START SUPPLIED RECORDS

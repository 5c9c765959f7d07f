//! Page generation.
//!
//! Each entity gets a list, detail, and form page; a calendar when it is
//! schedulable (or has a usable date field); a kanban board when it has a
//! status field.  Apps with two or more entities get a dashboard at `/`;
//! single-entity apps make the entity's list page the home route.  Message
//! entities get a chat page instead of a list.  Components stay empty at
//! this stage; the materializer expands pages at render time.

use tracing::debug;

use appforge_schema::{Behavior, EntityDef, PageDef, PageType, pluralize};

use crate::entities::slug;

/// Generate all pages for the derived entities.
pub fn generate_pages(entities: &[EntityDef]) -> Vec<PageDef> {
    let mut pages = Vec::new();
    let multi_entity = entities.len() >= 2;

    if multi_entity {
        pages.push(dashboard_page());
    }

    let mut order = 1u32;
    for entity in entities {
        let entity_pages = pages_for_entity(entity, &mut order);
        pages.extend(entity_pages);
    }

    // Single-entity apps use the main collection page as the home route.
    if !multi_entity
        && let Some(first) = pages.iter_mut().find(|p| !p.page_type.is_auxiliary())
    {
        first.route = "/".to_string();
    }

    pages.push(settings_page());
    debug!(count = pages.len(), "pages generated");
    pages
}

/// Pages for a single entity.  `order` advances across calls so sidebar
/// entries keep the entity ordering.
pub fn pages_for_entity(entity: &EntityDef, order: &mut u32) -> Vec<PageDef> {
    let plural_slug = slug(&pluralize(&entity.id));
    let base_route = format!("/{plural_slug}");
    let mut pages = Vec::new();

    if entity.id == "message" {
        // Conversations get a chat surface instead of a table.
        let mut chat = PageDef::new(
            format!("{plural_slug}-chat"),
            entity.plural_name.clone(),
            base_route.clone(),
            PageType::Chat,
        )
        .with_entity(&entity.id)
        .with_order(*order);
        chat.navigation.icon = entity.icon.clone();
        pages.push(chat);
        *order += 1;
    } else {
        let mut list = PageDef::new(
            format!("{plural_slug}-list"),
            entity.plural_name.clone(),
            base_route.clone(),
            PageType::List,
        )
        .with_entity(&entity.id)
        .with_order(*order);
        list.navigation.icon = entity.icon.clone();
        pages.push(list);
        *order += 1;

        pages.push(
            PageDef::new(
                format!("{}-detail", entity.id),
                format!("{} Details", entity.name),
                format!("{base_route}/:id"),
                PageType::Detail,
            )
            .with_entity(&entity.id),
        );
    }

    pages.push(
        PageDef::new(
            format!("{}-form", entity.id),
            format!("New {}", entity.name),
            format!("{base_route}/new"),
            PageType::Form,
        )
        .with_entity(&entity.id),
    );

    if entity.has_behavior(Behavior::Schedulable) || entity.date_field().is_some() {
        let mut calendar = PageDef::new(
            format!("{}-calendar", entity.id),
            format!("{} Calendar", entity.plural_name),
            format!("{base_route}/calendar"),
            PageType::Calendar,
        )
        .with_entity(&entity.id)
        .with_order(*order);
        calendar.navigation.icon = Some("calendar".to_string());
        pages.push(calendar);
        *order += 1;
    }

    if entity.status_field().is_some() {
        let mut board = PageDef::new(
            format!("{}-board", entity.id),
            format!("{} Board", entity.plural_name),
            format!("{base_route}/board"),
            PageType::Kanban,
        )
        .with_entity(&entity.id)
        .with_order(*order);
        board.navigation.icon = Some("columns".to_string());
        pages.push(board);
        *order += 1;
    }

    pages
}

/// The overview dashboard at `/`.
pub fn dashboard_page() -> PageDef {
    let mut page = PageDef::new("dashboard", "Dashboard", "/", PageType::Dashboard).with_order(0);
    page.navigation.icon = Some("home".to_string());
    page
}

/// The settings shell, pinned to the bottom of the sidebar.
pub fn settings_page() -> PageDef {
    let mut page =
        PageDef::new("settings", "Settings", "/settings", PageType::Settings).with_order(99);
    page.navigation.icon = Some("settings".to_string());
    page
}

// ---------------------------------------------------------------------------
// Tests
// ---------------------------------------------------------------------------

#[cfg(test)]
mod tests {
    use super::*;
    use crate::entities::{appointment_entity, customer_entity, item_entity, message_entity};

    #[test]
    fn schedulable_entity_gets_calendar_and_board() {
        let mut order = 1;
        let pages = pages_for_entity(&appointment_entity(), &mut order);
        let types: Vec<PageType> = pages.iter().map(|p| p.page_type).collect();
        assert!(types.contains(&PageType::List));
        assert!(types.contains(&PageType::Detail));
        assert!(types.contains(&PageType::Form));
        assert!(types.contains(&PageType::Calendar));
        assert!(types.contains(&PageType::Kanban));
    }

    #[test]
    fn plain_entity_gets_only_the_core_trio() {
        let mut order = 1;
        let pages = pages_for_entity(&item_entity(), &mut order);
        assert_eq!(pages.len(), 3);
        assert_eq!(pages[0].route, "/items");
        assert_eq!(pages[1].route, "/items/:id");
        assert_eq!(pages[2].route, "/items/new");
    }

    #[test]
    fn message_entity_gets_a_chat_page() {
        let mut order = 1;
        let pages = pages_for_entity(&message_entity(), &mut order);
        assert_eq!(pages[0].page_type, PageType::Chat);
        assert!(pages.iter().all(|p| p.page_type != PageType::List));
    }

    #[test]
    fn multi_entity_apps_get_a_dashboard_at_root() {
        let pages = generate_pages(&[customer_entity(), appointment_entity()]);
        let dashboard = pages.iter().find(|p| p.page_type == PageType::Dashboard);
        assert_eq!(dashboard.unwrap().route, "/");
        assert_eq!(pages.iter().filter(|p| p.route == "/").count(), 1);
    }

    #[test]
    fn single_entity_apps_promote_the_list_to_home() {
        let pages = generate_pages(&[customer_entity()]);
        assert!(pages.iter().all(|p| p.page_type != PageType::Dashboard));
        let home = pages.iter().find(|p| p.route == "/").unwrap();
        assert_eq!(home.page_type, PageType::List);
    }

    #[test]
    fn auxiliary_pages_stay_out_of_the_sidebar() {
        let pages = generate_pages(&[customer_entity(), appointment_entity()]);
        for page in pages {
            if page.page_type.is_auxiliary() {
                assert!(!page.navigation.show_in_sidebar, "{}", page.id);
            }
        }
    }
}
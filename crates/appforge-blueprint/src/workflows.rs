//! CRUD workflow generation.
//!
//! One create/update/delete trio per entity.  The validator's backfill pass
//! calls the same generator, so repaired schemas and freshly synthesized
//! ones carry identical workflows.

use serde_json::json;
use tracing::debug;

use appforge_schema::{
    ActionDef, ActionType, EntityDef, ErrorAction, OnErrorPolicy, TriggerDef, TriggerType,
    WorkflowDef, pluralize,
};

use crate::entities::slug;

/// Generate the standard workflows for a list of entities.
pub fn generate_workflows(entities: &[EntityDef]) -> Vec<WorkflowDef> {
    let mut workflows = Vec::new();
    for entity in entities {
        workflows.extend(crud_workflows(entity));
    }
    debug!(count = workflows.len(), "workflows generated");
    workflows
}

/// The create/update/delete trio for one entity.
pub fn crud_workflows(entity: &EntityDef) -> Vec<WorkflowDef> {
    vec![
        create_workflow(entity),
        update_workflow(entity),
        delete_workflow(entity),
    ]
}

fn list_page_id(entity: &EntityDef) -> String {
    if entity.id == "message" {
        format!("{}-chat", slug(&pluralize(&entity.id)))
    } else {
        format!("{}-list", slug(&pluralize(&entity.id)))
    }
}

fn create_workflow(entity: &EntityDef) -> WorkflowDef {
    let mut wf = WorkflowDef::new(
        format!("{}-create", entity.id),
        format!("Create {}", entity.name),
        TriggerDef::of(TriggerType::FormSubmit)
            .on_component(format!("{}-form", entity.id))
            .on_entity(&entity.id),
        vec![
            ActionDef::new("a1", ActionType::CreateRecord).with_config(json!({
                "entity": entity.id,
                "data": "{form}",
            })),
            ActionDef::new("a2", ActionType::ShowNotification).with_config(json!({
                "message": format!("{} created", entity.name),
                "severity": "success",
            })),
            ActionDef::new("a3", ActionType::Navigate).with_config(json!({
                "page": list_page_id(entity),
            })),
        ],
    )
    .with_on_error(OnErrorPolicy {
        action: ErrorAction::Stop,
        message: Some(format!("Could not create the {}", entity.name.to_lowercase())),
    });
    wf.description = Some(format!("Save a new {} from the form", entity.name.to_lowercase()));
    wf
}

fn update_workflow(entity: &EntityDef) -> WorkflowDef {
    WorkflowDef::new(
        format!("{}-update", entity.id),
        format!("Update {}", entity.name),
        TriggerDef::of(TriggerType::ButtonClick)
            .on_component(format!("{}-save-button", entity.id))
            .on_entity(&entity.id),
        vec![
            ActionDef::new("a1", ActionType::UpdateRecord).with_config(json!({
                "entity": entity.id,
                "recordId": "{record.id}",
                "data": "{form}",
            })),
            ActionDef::new("a2", ActionType::ShowNotification).with_config(json!({
                "message": format!("{} updated", entity.name),
                "severity": "success",
            })),
            ActionDef::new("a3", ActionType::RefreshData).with_config(json!({
                "entity": entity.id,
            })),
        ],
    )
}

fn delete_workflow(entity: &EntityDef) -> WorkflowDef {
    WorkflowDef::new(
        format!("{}-delete", entity.id),
        format!("Delete {}", entity.name),
        TriggerDef::of(TriggerType::ButtonClick)
            .on_component(format!("{}-delete-button", entity.id))
            .on_entity(&entity.id),
        vec![
            ActionDef::new("a1", ActionType::Conditional).with_config(json!({
                "condition": format!("confirm(Delete this {}?)", entity.name.to_lowercase()),
            })),
            ActionDef::new("a2", ActionType::DeleteRecord).with_config(json!({
                "entity": entity.id,
                "recordId": "{record.id}",
            })),
            ActionDef::new("a3", ActionType::ShowNotification).with_config(json!({
                "message": format!("{} deleted", entity.name),
                "severity": "info",
            })),
            ActionDef::new("a4", ActionType::Navigate).with_config(json!({
                "page": list_page_id(entity),
            })),
        ],
    )
    .with_on_error(OnErrorPolicy {
        action: ErrorAction::Stop,
        message: None,
    })
}

// ---------------------------------------------------------------------------
// Tests
// ---------------------------------------------------------------------------

#[cfg(test)]
mod tests {
    use super::*;
    use crate::entities::customer_entity;

    #[test]
    fn every_entity_gets_the_crud_trio() {
        let workflows = generate_workflows(&[customer_entity()]);
        let ids: Vec<&str> = workflows.iter().map(|w| w.id.as_str()).collect();
        assert_eq!(
            ids,
            vec!["customer-create", "customer-update", "customer-delete"]
        );
        assert!(workflows.iter().all(|w| w.enabled));
        assert!(workflows.iter().all(|w| !w.actions.is_empty()));
    }

    #[test]
    fn create_fires_on_form_submit() {
        let wf = &crud_workflows(&customer_entity())[0];
        assert_eq!(wf.trigger.trigger_type, TriggerType::FormSubmit);
        assert_eq!(wf.trigger.entity.as_deref(), Some("customer"));
        assert_eq!(wf.trigger.component.as_deref(), Some("customer-form"));
        assert_eq!(wf.actions[0].action_type, ActionType::CreateRecord);
        assert_eq!(wf.error_action(), ErrorAction::Stop);
    }

    #[test]
    fn delete_asks_for_confirmation_first() {
        let wf = &crud_workflows(&customer_entity())[2];
        assert_eq!(wf.actions[0].action_type, ActionType::Conditional);
        assert!(
            wf.actions[0]
                .config_str("condition")
                .unwrap()
                .starts_with("confirm(")
        );
    }

    #[test]
    fn navigation_targets_the_list_page() {
        let wf = &crud_workflows(&customer_entity())[0];
        let nav = wf.actions.last().unwrap();
        assert_eq!(nav.config_str("page"), Some("customers-list"));
    }
}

END SUPPLIED RECORDS

HOW TO COMPLETE THIS TASK:
Which lines run from the first of the listing to the line containing "pages.push(settings_page());"? Reproduce those exactly, both ends included.

ANSWER SECTION:
repository 5c9c765959f7d07f
//! Page generation.
//!
//! Each entity gets a list, detail, and form page; a calendar when it is
//! schedulable (or has a usable date field); a kanban board when it has a
//! status field.  Apps with two or more entities get a dashboard at `/`;
//! single-entity apps make the entity's list page the home route.  Message
//! entities get a chat page instead of a list.  Components stay empty at
//! this stage; the materializer expands pages at render time.

use tracing::debug;

use appforge_schema::{Behavior, EntityDef, PageDef, PageType, pluralize};

use crate::entities::slug;

/// Generate all pages for the derived entities.
pub fn generate_pages(entities: &[EntityDef]) -> Vec<PageDef> {
    let mut pages = Vec::new();
    let multi_entity = entities.len() >= 2;

    if multi_entity {
        pages.push(dashboard_page());
    }

    let mut order = 1u32;
    for entity in entities {
        let entity_pages = pages_for_entity(entity, &mut order);
        pages.extend(entity_pages);
    }

    // Single-entity apps use the main collection page as the home route.
    if !multi_entity
        && let Some(first) = pages.iter_mut().find(|p| !p.page_type.is_auxiliary())
    {
        first.route = "/".to_string();
    }

    pages.push(settings_page());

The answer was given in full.